Dataset entries:
####
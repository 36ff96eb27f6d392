use serde::{Deserialize, Serialize};

#[derive(Debug, Clone, Copy, PartialEq, Serialize, Deserialize)]
pub struct Environment {
    pub p0: f64, // Surface (atmospheric) pressure, in pascal.
    pub density: f64, // Fluid density, in kg/m³.
    pub gravity: f64, // Gravitational acceleration, in m/s².
}

impl Environment {
    // Weight of one metre of fluid column over one square metre, in Pa/m.
    pub fn specific_weight(&self) -> f64 {
        self.density * self.gravity
    }

    pub fn absolute_pressure(&self, depth: f64) -> f64 {
        self.p0 + self.density * self.gravity * depth
    }

    // Height of fluid column that exerts `pressure`, in metres.
    pub fn pressure_head(&self, pressure: f64) -> f64 {
        pressure / (self.density * self.gravity)
    }

    /// Named presets accepted on the command line.
    pub fn preset(name: &str) -> Option<Environment> {
        match name {
            "fresh" => Some(FRESH_WATER),
            "sea" => Some(SEA_WATER),
            _ => None,
        }
    }
}

pub const FRESH_WATER: Environment = Environment {
    p0: 101_325.0,
    density: 1000.0,
    gravity: 9.8,
};

pub const SEA_WATER: Environment = Environment {
    p0: 101_325.0,
    density: 1025.0,
    gravity: 9.8,
};

#[cfg(test)]
mod tests {
    use super::*;

    #[test]
    fn surface_pressure_is_atmospheric() {
        assert_eq!(FRESH_WATER.absolute_pressure(0.0), 101_325.0);
    }

    #[test]
    fn ten_metres_of_fresh_water_adds_98_kilopascal() {
        assert_eq!(FRESH_WATER.absolute_pressure(10.0), 199_325.0);
    }

    #[test]
    fn atmosphere_is_about_ten_metres_of_water() {
        let head = FRESH_WATER.pressure_head(FRESH_WATER.p0);
        assert!((head - 10.339_285_714_285_714).abs() < 1e-12, "head={head}");
    }

    #[test]
    fn sea_water_is_heavier() {
        assert!(SEA_WATER.absolute_pressure(10.0) > FRESH_WATER.absolute_pressure(10.0));
        assert!(SEA_WATER.pressure_head(SEA_WATER.p0) < FRESH_WATER.pressure_head(FRESH_WATER.p0));
    }

    #[test]
    fn zero_gravity_yields_infinite_head() {
        let env = Environment {
            gravity: 0.0,
            ..FRESH_WATER
        };
        assert!(env.pressure_head(env.p0).is_infinite());
    }

    #[test]
    fn presets_by_name() {
        assert_eq!(Environment::preset("fresh"), Some(FRESH_WATER));
        assert_eq!(Environment::preset("sea"), Some(SEA_WATER));
        assert_eq!(Environment::preset("brackish"), None);
    }
}
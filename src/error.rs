use thiserror::Error;

/// The one message shown to the user for any rejected form.
pub const USER_ERROR_MESSAGE: &str = "Invalid input. Please enter all numerical values correctly.";

#[derive(Debug, Clone, PartialEq, Eq, Error)]
pub enum InputError {
    #[error("required field '{0}' is empty")]
    Missing(&'static str),

    #[error("field '{field}' is not a number: {value:?}")]
    NotANumber { field: &'static str, value: String },
}

impl InputError {
    pub fn field(&self) -> &'static str {
        match self {
            Self::Missing(field) => field,
            Self::NotANumber { field, .. } => field,
        }
    }

    pub fn user_message(&self) -> &'static str {
        USER_ERROR_MESSAGE
    }
}
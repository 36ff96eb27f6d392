use std::fmt::Write as FmtWrite;

use anyhow::Result;
use flexi_logger::{DeferredNow, Logger, LoggerHandle, Record};
use textwrap::{termwidth, Options};

/// Start console logging. Keep the returned handle alive until exit.
pub fn setup() -> Result<LoggerHandle> {
    let handle = Logger::try_with_env_or_str("info")?
        .format(multiline_format)
        .start()?;
    log::debug!("Adjust the log level by setting RUST_LOG. By default RUST_LOG=info");
    Ok(handle)
}

/// Wraps each record to the terminal width, with a marker on the first line
/// so multi-line records stay readable.
pub fn multiline_format(
    w: &mut dyn std::io::Write,
    now: &mut DeferredNow,
    record: &Record,
) -> Result<(), std::io::Error> {
    let size = termwidth().min(80);
    let wrap_options = Options::new(size)
        .initial_indent("┏ ")
        .subsequent_indent("┃ ");

    let mut full_line = String::new();
    // Formatting into a String only fails if a Display impl does.
    let _ = writeln!(
        full_line,
        "{} [{}] [{}:{}]",
        record.level(),
        now.now().format("%H:%M:%S%.3f"),
        record.module_path().unwrap_or("<unnamed>"),
        record.line().unwrap_or(0),
    );
    let _ = write!(full_line, "{}", record.args());

    writeln!(w, "{}", textwrap::fill(&full_line, wrap_options))
}

#[cfg(test)]
mod tests {
    use super::*;

    #[test]
    fn records_are_prefixed_and_wrapped() {
        let mut out = Vec::new();
        let mut now = DeferredNow::new();
        let record = Record::builder()
            .args(format_args!(
                "depth field rejected because the text could not be parsed as a number, \
                 the previous chart is kept and the user is shown the generic message, \
                 this line is long enough to wrap at least twice on any terminal width"
            ))
            .level(log::Level::Warn)
            .module_path(Some("nbcalibrator::form"))
            .line(Some(42))
            .build();
        multiline_format(&mut out, &mut now, &record).unwrap();
        let text = String::from_utf8(out).unwrap();
        let lines: Vec<_> = text.lines().collect();
        assert!(lines[0].starts_with("┏ WARN ["));
        assert!(lines[0].ends_with("[nbcalibrator::form:42]"));
        assert!(lines.len() > 2);
        assert!(lines[1..].iter().all(|line| line.starts_with("┃ ")));
    }
}
use std::f32::consts::FRAC_PI_2;

use bevy::log::LogPlugin;
use bevy::prelude::*;
use bevy::sprite::Anchor;
use nbcalibrator::chart::{self, Bounds, Chart};
use nbcalibrator::{logging, CalibratorForm, Environment, Field, FormDefaults};

const PLOT_WIDTH: f32 = 600.0;
const PLOT_HEIGHT: f32 = 440.0;
// Plot area sits right of the input fields.
const PLOT_CENTER: Vec2 = Vec2::new(150.0, 0.0);
const GRID_DIVISIONS: usize = 5;

const FORM_LEFT: f32 = -465.0;
const FORM_TOP: f32 = 180.0;
const FORM_LINE: f32 = 34.0;

const BACKGROUND: Color = Color::rgb(0.06, 0.07, 0.1);
const GRID: Color = Color::rgb(0.22, 0.24, 0.3);
const FRAME: Color = Color::rgb(0.7, 0.72, 0.78);
const SELECTED: Color = Color::rgb(1.0, 0.85, 0.3);
const WARNING: Color = Color::rgb(0.9, 0.25, 0.2);

#[derive(Resource)]
struct Calibrator {
    form: CalibratorForm,
    selected: Field,
    chart: Option<(Chart, Bounds)>,
    status: String,
}

impl Calibrator {
    fn new(form: CalibratorForm) -> Self {
        let mut calibrator = Self {
            form,
            selected: Field::Weight,
            chart: None,
            status: String::new(),
        };
        calibrator.plot();
        calibrator
    }

    fn plot(&mut self) {
        match self.form.plot() {
            Ok(plot) => {
                let chart = Chart::from_curve(&plot.curve);
                self.status = match chart.bounds() {
                    Some(b) => format!(
                        "Depth {:.2} m to {:.2} m. Enter: plot, Esc: clear.",
                        b.y_min, b.y_max
                    ),
                    None => "No finite depths to draw. Esc: clear.".to_string(),
                };
                self.chart = chart.bounds().map(|b| (chart, b.widened()));
            }
            // A rejected form leaves the chart as it was.
            Err(err) => self.status = err.user_message().to_string(),
        }
    }

    fn clear(&mut self) {
        self.form.clear();
        self.selected = Field::Weight;
        self.chart = None;
        self.status = "Cleared. Type weight and height, then Enter.".to_string();
    }
}

fn accepts(c: char) -> bool {
    c.is_ascii_digit() || matches!(c, '.' | '-' | '+' | 'e' | 'E' | '_')
}

#[derive(Component)]
struct StatusText;

#[derive(Component)]
struct FieldText(Field);

fn label(value: &str, size: f32, color: Color) -> Text {
    Text::from_section(
        value,
        TextStyle {
            font_size: size,
            color,
            ..default()
        },
    )
}

fn spawn_chart_labels(mut commands: Commands) {
    commands.spawn(Camera2dBundle::default());

    let half_w = PLOT_WIDTH / 2.0;
    let half_h = PLOT_HEIGHT / 2.0;
    let (cx, cy) = (PLOT_CENTER.x, PLOT_CENTER.y);

    commands.spawn(Text2dBundle {
        text: label(chart::TITLE, 24.0, Color::WHITE),
        transform: Transform::from_xyz(cx, cy + half_h + 40.0, 0.0),
        ..default()
    });
    commands.spawn(Text2dBundle {
        text: label(chart::X_LABEL, 18.0, Color::WHITE),
        transform: Transform::from_xyz(cx, cy - half_h - 24.0, 0.0),
        ..default()
    });
    commands.spawn(Text2dBundle {
        text: label(chart::Y_LABEL, 18.0, Color::WHITE),
        transform: Transform::from_xyz(cx - half_w - 24.0, cy, 0.0)
            .with_rotation(Quat::from_rotation_z(FRAC_PI_2)),
        ..default()
    });
    let legend = Chart::from_curve(&nbcalibrator::BuoyancyCurve::default());
    for (i, series) in legend.series.iter().enumerate() {
        let (r, g, b) = series.color;
        commands.spawn(Text2dBundle {
            text: label(series.label, 16.0, Color::rgb_u8(r, g, b)),
            transform: Transform::from_xyz(cx + half_w - 80.0, cy + half_h - 16.0 - 20.0 * i as f32, 0.0),
            ..default()
        });
    }
    commands.spawn(Text2dBundle {
        text: label(chart::WARNING, 15.0, WARNING),
        transform: Transform::from_xyz(cx, cy - half_h - 70.0, 0.0),
        ..default()
    });
    commands.spawn((
        Text2dBundle {
            text: label("", 15.0, FRAME),
            transform: Transform::from_xyz(cx, cy + half_h + 14.0, 0.0),
            ..default()
        },
        StatusText,
    ));

    commands.spawn(Text2dBundle {
        text: label("Tab/Up/Down: select field", 14.0, FRAME),
        text_anchor: Anchor::CenterLeft,
        transform: Transform::from_xyz(FORM_LEFT, FORM_TOP + FORM_LINE, 0.0),
        ..default()
    });
    for field in Field::ALL {
        let y = FORM_TOP - FORM_LINE * field.index() as f32;
        commands.spawn((
            Text2dBundle {
                text: Text::from_sections([
                    TextSection::new(
                        format!("{}\n", field.label()),
                        TextStyle {
                            font_size: 13.0,
                            color: FRAME,
                            ..default()
                        },
                    ),
                    TextSection::new(
                        "",
                        TextStyle {
                            font_size: 16.0,
                            color: Color::WHITE,
                            ..default()
                        },
                    ),
                ]),
                text_anchor: Anchor::CenterLeft,
                transform: Transform::from_xyz(FORM_LEFT, y, 0.0),
                ..default()
            },
            FieldText(field),
        ));
    }
}

fn handle_keys(keys: Res<Input<KeyCode>>, mut calibrator: ResMut<Calibrator>) {
    let shift = keys.any_pressed([KeyCode::ShiftLeft, KeyCode::ShiftRight]);
    if keys.just_pressed(KeyCode::Escape) {
        calibrator.clear();
    } else if keys.just_pressed(KeyCode::Return) || keys.just_pressed(KeyCode::Space) {
        calibrator.plot();
    } else if keys.just_pressed(KeyCode::Down) || (keys.just_pressed(KeyCode::Tab) && !shift) {
        calibrator.selected = calibrator.selected.next();
    } else if keys.just_pressed(KeyCode::Up) || (keys.just_pressed(KeyCode::Tab) && shift) {
        calibrator.selected = calibrator.selected.previous();
    } else if keys.just_pressed(KeyCode::Back) {
        let field = calibrator.selected;
        calibrator.form.pop_char(field);
    }
}

fn handle_typing(mut chars: EventReader<ReceivedCharacter>, mut calibrator: ResMut<Calibrator>) {
    for event in chars.iter().filter(|event| accepts(event.char)) {
        let field = calibrator.selected;
        calibrator.form.push_char(field, event.char);
    }
}

fn update_status(calibrator: Res<Calibrator>, mut query: Query<&mut Text, With<StatusText>>) {
    if !calibrator.is_changed() {
        return;
    }
    for mut text in &mut query {
        text.sections[0].value = calibrator.status.clone();
    }
}

fn update_fields(calibrator: Res<Calibrator>, mut query: Query<(&mut Text, &FieldText)>) {
    if !calibrator.is_changed() {
        return;
    }
    for (mut text, FieldText(field)) in &mut query {
        let selected = *field == calibrator.selected;
        let value = &mut text.sections[1];
        value.value = if selected {
            format!("{}_", calibrator.form.get(*field))
        } else {
            calibrator.form.get(*field).to_string()
        };
        value.style.color = if selected { SELECTED } else { Color::WHITE };
    }
}

fn draw_chart(mut gizmos: Gizmos, calibrator: Res<Calibrator>) {
    let half = Vec2::new(PLOT_WIDTH, PLOT_HEIGHT) / 2.0;
    let origin = PLOT_CENTER - half;
    for i in 0..=GRID_DIVISIONS {
        let t = i as f32 / GRID_DIVISIONS as f32;
        let x = origin.x + t * PLOT_WIDTH;
        let y = origin.y + t * PLOT_HEIGHT;
        gizmos.line_2d(Vec2::new(x, origin.y), Vec2::new(x, origin.y + PLOT_HEIGHT), GRID);
        gizmos.line_2d(Vec2::new(origin.x, y), Vec2::new(origin.x + PLOT_WIDTH, y), GRID);
    }
    gizmos.rect_2d(PLOT_CENTER, 0.0, half * 2.0, FRAME);

    let Some((chart, bounds)) = &calibrator.chart else {
        return;
    };
    let to_world = |(x, y): (f64, f64)| -> Vec2 {
        let tx = (x - bounds.x_min) / (bounds.x_max - bounds.x_min);
        let ty = (y - bounds.y_min) / (bounds.y_max - bounds.y_min);
        origin + Vec2::new(tx as f32 * PLOT_WIDTH, ty as f32 * PLOT_HEIGHT)
    };
    for series in &chart.series {
        let (r, g, b) = series.color;
        for segment in series.segments() {
            gizmos.linestrip_2d(segment.iter().copied().map(to_world), Color::rgb_u8(r, g, b));
        }
    }
}

// --name value pairs, the same spelling as the command line calculator
fn parse_args(args: &[String], form: &mut CalibratorForm) -> Result<(), String> {
    let mut iter = args.iter();
    while let Some(flag) = iter.next() {
        let value = iter
            .next()
            .ok_or_else(|| format!("Missing value for {flag}."))?;
        let field = Field::from_flag(flag).ok_or_else(|| format!("Unknown option {flag}."))?;
        form.set(field, value.as_str());
    }
    Ok(())
}

// Removes `flag value` from `args`, returning the value.
fn take_option(args: &mut Vec<String>, flag: &str) -> Option<String> {
    let index = args.iter().position(|arg| arg == flag)?;
    if index + 1 >= args.len() {
        return None;
    }
    let value = args.remove(index + 1);
    args.remove(index);
    Some(value)
}

fn main() -> anyhow::Result<()> {
    let _logger = logging::setup()?;

    let mut args: Vec<String> = std::env::args().skip(1).collect();
    let mut defaults = match take_option(&mut args, "--config") {
        Some(path) => FormDefaults::load_or_default(path),
        None => FormDefaults::default(),
    };
    if let Some(name) = take_option(&mut args, "--water") {
        match Environment::preset(&name) {
            Some(env) => defaults = defaults.with_environment(env),
            None => anyhow::bail!("Unknown water {name}, expected fresh or sea."),
        }
    }
    let mut form = CalibratorForm::new(defaults);
    if let Err(message) = parse_args(&args, &mut form) {
        anyhow::bail!("{message}");
    }

    App::new()
        .insert_resource(ClearColor(BACKGROUND))
        .insert_resource(Calibrator::new(form))
        .add_plugins(
            DefaultPlugins
                .set(WindowPlugin {
                    primary_window: Some(Window {
                        title: chart::TITLE.into(),
                        resolution: (960.0, 680.0).into(),
                        ..default()
                    }),
                    ..default()
                })
                .disable::<LogPlugin>(),
        )
        .add_systems(Startup, spawn_chart_labels)
        .add_systems(
            Update,
            (handle_keys, handle_typing, update_status, update_fields, draw_chart).chain(),
        )
        .run();

    Ok(())
}

#[cfg(test)]
mod tests {
    use super::*;

    #[test]
    fn only_number_characters_are_typed() {
        for c in "0123456789.-+eE_".chars() {
            assert!(accepts(c), "{c}");
        }
        for c in "rR x\t".chars() {
            assert!(!accepts(c), "{c:?}");
        }
    }

    #[test]
    fn typing_after_clear_plots_again() {
        let mut calibrator = Calibrator::new(CalibratorForm::default());
        calibrator.clear();
        calibrator.plot();
        assert!(calibrator.chart.is_none());

        for c in "80".chars() {
            calibrator.form.push_char(calibrator.selected, c);
        }
        calibrator.selected = calibrator.selected.next();
        for c in "1.8".chars() {
            calibrator.form.push_char(calibrator.selected, c);
        }
        calibrator.plot();
        assert!(calibrator.chart.is_some());
        assert!(calibrator.status.starts_with("Depth"));
    }

    #[test]
    fn config_and_water_options_are_taken_out() {
        let mut args: Vec<String> = ["--weight", "80", "--water", "sea"]
            .iter()
            .map(|s| s.to_string())
            .collect();
        assert_eq!(take_option(&mut args, "--water"), Some("sea".to_string()));
        assert_eq!(args, ["--weight", "80"]);
        assert_eq!(take_option(&mut args, "--config"), None);
    }
}
//! Transition dispatcher.
//!
//! Resolves the callback handle for a region and forwards a notification to
//! the execution environment. A region with no stored mapping is discarded
//! and counted rather than delivered with a placeholder handle.

use std::sync::atomic::{AtomicU64, Ordering};
use std::sync::Arc;

use tracing::{debug, error, warn};

use crate::geofence::{Region, TransitionKind};
use crate::platform::NotificationSink;
use crate::storage::RegionStore;

use super::notification::TransitionNotification;

/// What happened to a dispatch request.
#[derive(Debug, Clone, Copy, PartialEq, Eq)]
pub enum DispatchOutcome {
    /// Notification handed to the sink.
    Delivered,
    /// No callback mapping for the region; nothing was sent.
    UnknownRegion,
    /// The store could not be read; nothing was sent.
    StoreUnavailable,
}

/// Dispatch counters, readable from outside the worker.
#[derive(Debug, Default)]
pub struct DispatchCounters {
    delivered: AtomicU64,
    unknown_regions: AtomicU64,
    store_failures: AtomicU64,
}

impl DispatchCounters {
    #[must_use]
    pub fn delivered(&self) -> u64 {
        self.delivered.load(Ordering::Relaxed)
    }

    #[must_use]
    pub fn unknown_regions(&self) -> u64 {
        self.unknown_regions.load(Ordering::Relaxed)
    }

    #[must_use]
    pub fn store_failures(&self) -> u64 {
        self.store_failures.load(Ordering::Relaxed)
    }
}

/// Formats and forwards transition notifications.
pub struct Dispatcher {
    store: Arc<dyn RegionStore>,
    sink: Arc<dyn NotificationSink>,
    counters: Arc<DispatchCounters>,
}

impl std::fmt::Debug for Dispatcher {
    fn fmt(&self, f: &mut std::fmt::Formatter<'_>) -> std::fmt::Result {
        f.debug_struct("Dispatcher")
            .field("counters", &self.counters)
            .finish_non_exhaustive()
    }
}

impl Dispatcher {
    pub fn new(store: Arc<dyn RegionStore>, sink: Arc<dyn NotificationSink>) -> Self {
        Self {
            store,
            sink,
            counters: Arc::new(DispatchCounters::default()),
        }
    }

    #[must_use]
    pub fn counters(&self) -> Arc<DispatchCounters> {
        Arc::clone(&self.counters)
    }

    /// Forward one transition for `region`.
    pub fn dispatch(&self, region: &Region, kind: TransitionKind) -> DispatchOutcome {
        let handle = match self.store.get(&region.id) {
            Ok(Some(handle)) => handle,
            Ok(None) => {
                self.counters.unknown_regions.fetch_add(1, Ordering::Relaxed);
                warn!(region_id = %region.id, %kind, "no callback mapping for region; transition discarded");
                return DispatchOutcome::UnknownRegion;
            }
            Err(e) => {
                self.counters.store_failures.fetch_add(1, Ordering::Relaxed);
                error!(region_id = %region.id, %kind, error = %e, "failed to resolve callback handle");
                return DispatchOutcome::StoreUnavailable;
            }
        };

        debug!(region_id = %region.id, %kind, %handle, "dispatching transition");
        self.sink.notify(TransitionNotification {
            handle,
            region_id: region.id.clone(),
            center: region.center,
            kind,
        });
        self.counters.delivered.fetch_add(1, Ordering::Relaxed);
        DispatchOutcome::Delivered
    }
}

#[cfg(test)]
mod tests {
    use super::*;
    use crate::geofence::{CallbackHandle, Coordinate};
    use crate::platform::recording::notification_channel;
    use crate::storage::InMemoryRegionStore;

    #[test]
    fn test_dispatch_formats_payload() {
        let store = Arc::new(InMemoryRegionStore::new());
        store.put("home", CallbackHandle::new(42)).unwrap();
        let (sink, stream) = notification_channel();
        let dispatcher = Dispatcher::new(store, Arc::new(sink));

        let region = Region::new("home", Coordinate::new(1.0, 2.0));
        assert_eq!(dispatcher.dispatch(&region, TransitionKind::Enter), DispatchOutcome::Delivered);

        let sent = stream.drain();
        assert_eq!(sent.len(), 1);
        assert_eq!(
            sent[0].to_arguments(),
            serde_json::json!([42, ["home"], [1.0, 2.0], 1])
        );
        assert_eq!(dispatcher.counters().delivered(), 1);
    }

    #[test]
    fn test_unknown_region_sends_nothing() {
        let store = Arc::new(InMemoryRegionStore::new());
        let (sink, stream) = notification_channel();
        let dispatcher = Dispatcher::new(store, Arc::new(sink));

        let region = Region::new("ghost", Coordinate::new(0.0, 0.0));
        assert_eq!(dispatcher.dispatch(&region, TransitionKind::Enter), DispatchOutcome::UnknownRegion);
        assert!(stream.drain().is_empty());
        assert_eq!(dispatcher.counters().unknown_regions(), 1);
        assert_eq!(dispatcher.counters().delivered(), 0);
    }

    #[test]
    fn test_zero_handle_is_delivered() {
        let store = Arc::new(InMemoryRegionStore::new());
        store.put("origin", CallbackHandle::new(0)).unwrap();
        let (sink, stream) = notification_channel();
        let dispatcher = Dispatcher::new(store, Arc::new(sink));

        let region = Region::new("origin", Coordinate::new(0.0, 0.0));
        assert_eq!(dispatcher.dispatch(&region, TransitionKind::Exit), DispatchOutcome::Delivered);
        assert_eq!(stream.drain()[0].handle, CallbackHandle::new(0));
    }
}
####
What to do: Copy every line of the data above in which the string "crate" appears.

Result of this exercise:
use crate::geofence::{Region, TransitionKind};
use crate::platform::NotificationSink;
use crate::storage::RegionStore;
    use crate::geofence::{CallbackHandle, Coordinate};
    use crate::platform::recording::notification_channel;
    use crate::storage::InMemoryRegionStore;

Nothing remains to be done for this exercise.